DATASET RECORDS below:

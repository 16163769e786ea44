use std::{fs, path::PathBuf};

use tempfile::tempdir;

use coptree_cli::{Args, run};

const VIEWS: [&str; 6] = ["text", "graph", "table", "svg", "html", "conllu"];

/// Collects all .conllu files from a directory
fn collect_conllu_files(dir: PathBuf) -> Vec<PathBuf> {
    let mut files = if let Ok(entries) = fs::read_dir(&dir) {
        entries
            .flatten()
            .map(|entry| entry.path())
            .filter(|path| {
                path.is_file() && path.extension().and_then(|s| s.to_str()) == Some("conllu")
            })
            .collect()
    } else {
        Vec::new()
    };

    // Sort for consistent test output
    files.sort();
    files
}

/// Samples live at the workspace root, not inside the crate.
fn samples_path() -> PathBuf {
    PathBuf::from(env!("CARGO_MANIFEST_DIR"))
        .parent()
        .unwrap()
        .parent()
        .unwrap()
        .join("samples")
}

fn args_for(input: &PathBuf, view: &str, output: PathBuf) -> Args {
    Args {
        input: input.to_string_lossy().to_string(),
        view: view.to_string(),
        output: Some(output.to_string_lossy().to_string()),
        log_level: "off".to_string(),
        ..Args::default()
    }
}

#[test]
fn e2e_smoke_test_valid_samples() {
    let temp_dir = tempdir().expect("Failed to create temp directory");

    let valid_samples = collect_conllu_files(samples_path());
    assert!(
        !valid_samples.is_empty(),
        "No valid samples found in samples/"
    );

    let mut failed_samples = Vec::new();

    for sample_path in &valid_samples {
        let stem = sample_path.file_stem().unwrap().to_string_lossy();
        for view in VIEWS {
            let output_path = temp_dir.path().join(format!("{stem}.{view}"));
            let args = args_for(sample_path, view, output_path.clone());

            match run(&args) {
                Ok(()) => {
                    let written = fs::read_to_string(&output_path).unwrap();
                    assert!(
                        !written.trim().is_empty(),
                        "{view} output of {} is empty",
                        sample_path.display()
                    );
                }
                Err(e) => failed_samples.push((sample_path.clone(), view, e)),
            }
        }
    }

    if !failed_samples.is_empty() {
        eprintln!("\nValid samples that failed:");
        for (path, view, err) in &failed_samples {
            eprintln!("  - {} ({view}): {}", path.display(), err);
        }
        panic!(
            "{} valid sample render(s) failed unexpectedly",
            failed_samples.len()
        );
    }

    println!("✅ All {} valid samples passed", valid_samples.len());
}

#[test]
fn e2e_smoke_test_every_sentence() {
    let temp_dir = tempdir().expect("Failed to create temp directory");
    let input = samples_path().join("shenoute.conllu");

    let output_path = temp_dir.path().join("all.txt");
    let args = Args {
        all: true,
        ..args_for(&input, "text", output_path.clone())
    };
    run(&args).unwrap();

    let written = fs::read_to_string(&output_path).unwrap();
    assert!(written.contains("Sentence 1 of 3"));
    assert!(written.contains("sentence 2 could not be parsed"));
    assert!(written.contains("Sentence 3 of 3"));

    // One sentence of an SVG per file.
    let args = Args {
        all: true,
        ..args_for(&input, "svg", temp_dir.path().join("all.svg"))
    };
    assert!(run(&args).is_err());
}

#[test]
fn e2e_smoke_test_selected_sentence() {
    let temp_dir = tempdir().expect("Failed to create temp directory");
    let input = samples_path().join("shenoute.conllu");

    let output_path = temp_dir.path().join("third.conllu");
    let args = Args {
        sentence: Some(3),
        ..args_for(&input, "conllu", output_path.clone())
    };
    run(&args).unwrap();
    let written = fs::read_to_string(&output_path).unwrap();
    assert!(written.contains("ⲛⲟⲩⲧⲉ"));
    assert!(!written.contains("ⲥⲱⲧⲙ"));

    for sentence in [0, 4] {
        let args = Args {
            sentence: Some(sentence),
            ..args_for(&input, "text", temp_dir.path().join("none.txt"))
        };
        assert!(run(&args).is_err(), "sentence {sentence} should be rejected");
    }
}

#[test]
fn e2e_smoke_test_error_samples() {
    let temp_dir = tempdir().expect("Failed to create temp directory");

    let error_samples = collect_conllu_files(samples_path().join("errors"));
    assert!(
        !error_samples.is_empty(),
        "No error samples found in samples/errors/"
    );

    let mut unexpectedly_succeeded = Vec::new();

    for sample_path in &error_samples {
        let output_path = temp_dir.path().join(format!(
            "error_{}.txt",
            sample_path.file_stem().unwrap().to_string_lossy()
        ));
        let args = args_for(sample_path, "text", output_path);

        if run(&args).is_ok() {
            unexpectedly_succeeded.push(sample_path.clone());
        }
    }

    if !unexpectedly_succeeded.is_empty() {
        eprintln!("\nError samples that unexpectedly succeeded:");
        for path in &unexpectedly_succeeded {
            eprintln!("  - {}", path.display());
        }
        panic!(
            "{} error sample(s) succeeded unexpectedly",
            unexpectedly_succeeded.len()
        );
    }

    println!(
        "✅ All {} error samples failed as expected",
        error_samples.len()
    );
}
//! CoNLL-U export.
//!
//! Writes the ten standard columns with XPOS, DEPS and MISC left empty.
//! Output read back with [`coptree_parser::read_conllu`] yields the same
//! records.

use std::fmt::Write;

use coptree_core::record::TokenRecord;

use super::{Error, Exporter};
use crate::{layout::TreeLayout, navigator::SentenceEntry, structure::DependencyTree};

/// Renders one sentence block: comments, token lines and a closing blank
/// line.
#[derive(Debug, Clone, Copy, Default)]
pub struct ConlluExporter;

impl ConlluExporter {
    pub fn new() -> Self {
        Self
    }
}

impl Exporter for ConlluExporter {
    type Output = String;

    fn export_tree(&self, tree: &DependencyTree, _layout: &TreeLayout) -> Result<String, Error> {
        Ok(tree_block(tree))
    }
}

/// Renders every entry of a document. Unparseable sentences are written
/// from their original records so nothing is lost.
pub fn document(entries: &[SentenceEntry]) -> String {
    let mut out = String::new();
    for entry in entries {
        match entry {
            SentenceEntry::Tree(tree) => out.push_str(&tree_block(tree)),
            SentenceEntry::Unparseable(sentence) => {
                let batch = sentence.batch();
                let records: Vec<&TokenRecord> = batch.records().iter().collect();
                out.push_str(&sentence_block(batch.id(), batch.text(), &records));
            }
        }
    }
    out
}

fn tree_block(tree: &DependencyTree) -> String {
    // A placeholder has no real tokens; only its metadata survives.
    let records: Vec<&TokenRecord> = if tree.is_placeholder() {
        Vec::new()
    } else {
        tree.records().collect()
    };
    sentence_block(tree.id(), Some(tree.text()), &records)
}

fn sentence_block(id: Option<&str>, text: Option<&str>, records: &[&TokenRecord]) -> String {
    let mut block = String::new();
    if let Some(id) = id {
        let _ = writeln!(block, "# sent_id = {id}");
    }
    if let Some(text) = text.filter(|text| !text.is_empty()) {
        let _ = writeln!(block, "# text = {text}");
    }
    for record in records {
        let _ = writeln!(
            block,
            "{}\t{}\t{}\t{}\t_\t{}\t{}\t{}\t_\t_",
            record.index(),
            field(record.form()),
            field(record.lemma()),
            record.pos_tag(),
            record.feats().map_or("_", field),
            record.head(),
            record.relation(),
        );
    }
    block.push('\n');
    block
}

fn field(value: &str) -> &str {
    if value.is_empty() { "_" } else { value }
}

End of DATASET RECORDS.

> **EXERCISE PROMPT**
Within the entries, find all lines holding "join" and copy each one.

> **SOLUTION**
        .join("samples")
            let output_path = temp_dir.path().join(format!("{stem}.{view}"));
    let input = samples_path().join("shenoute.conllu");
    let output_path = temp_dir.path().join("all.txt");
        ..args_for(&input, "svg", temp_dir.path().join("all.svg"))
    let input = samples_path().join("shenoute.conllu");
    let output_path = temp_dir.path().join("third.conllu");
            ..args_for(&input, "text", temp_dir.path().join("none.txt"))
    let error_samples = collect_conllu_files(samples_path().join("errors"));
        let output_path = temp_dir.path().join(format!(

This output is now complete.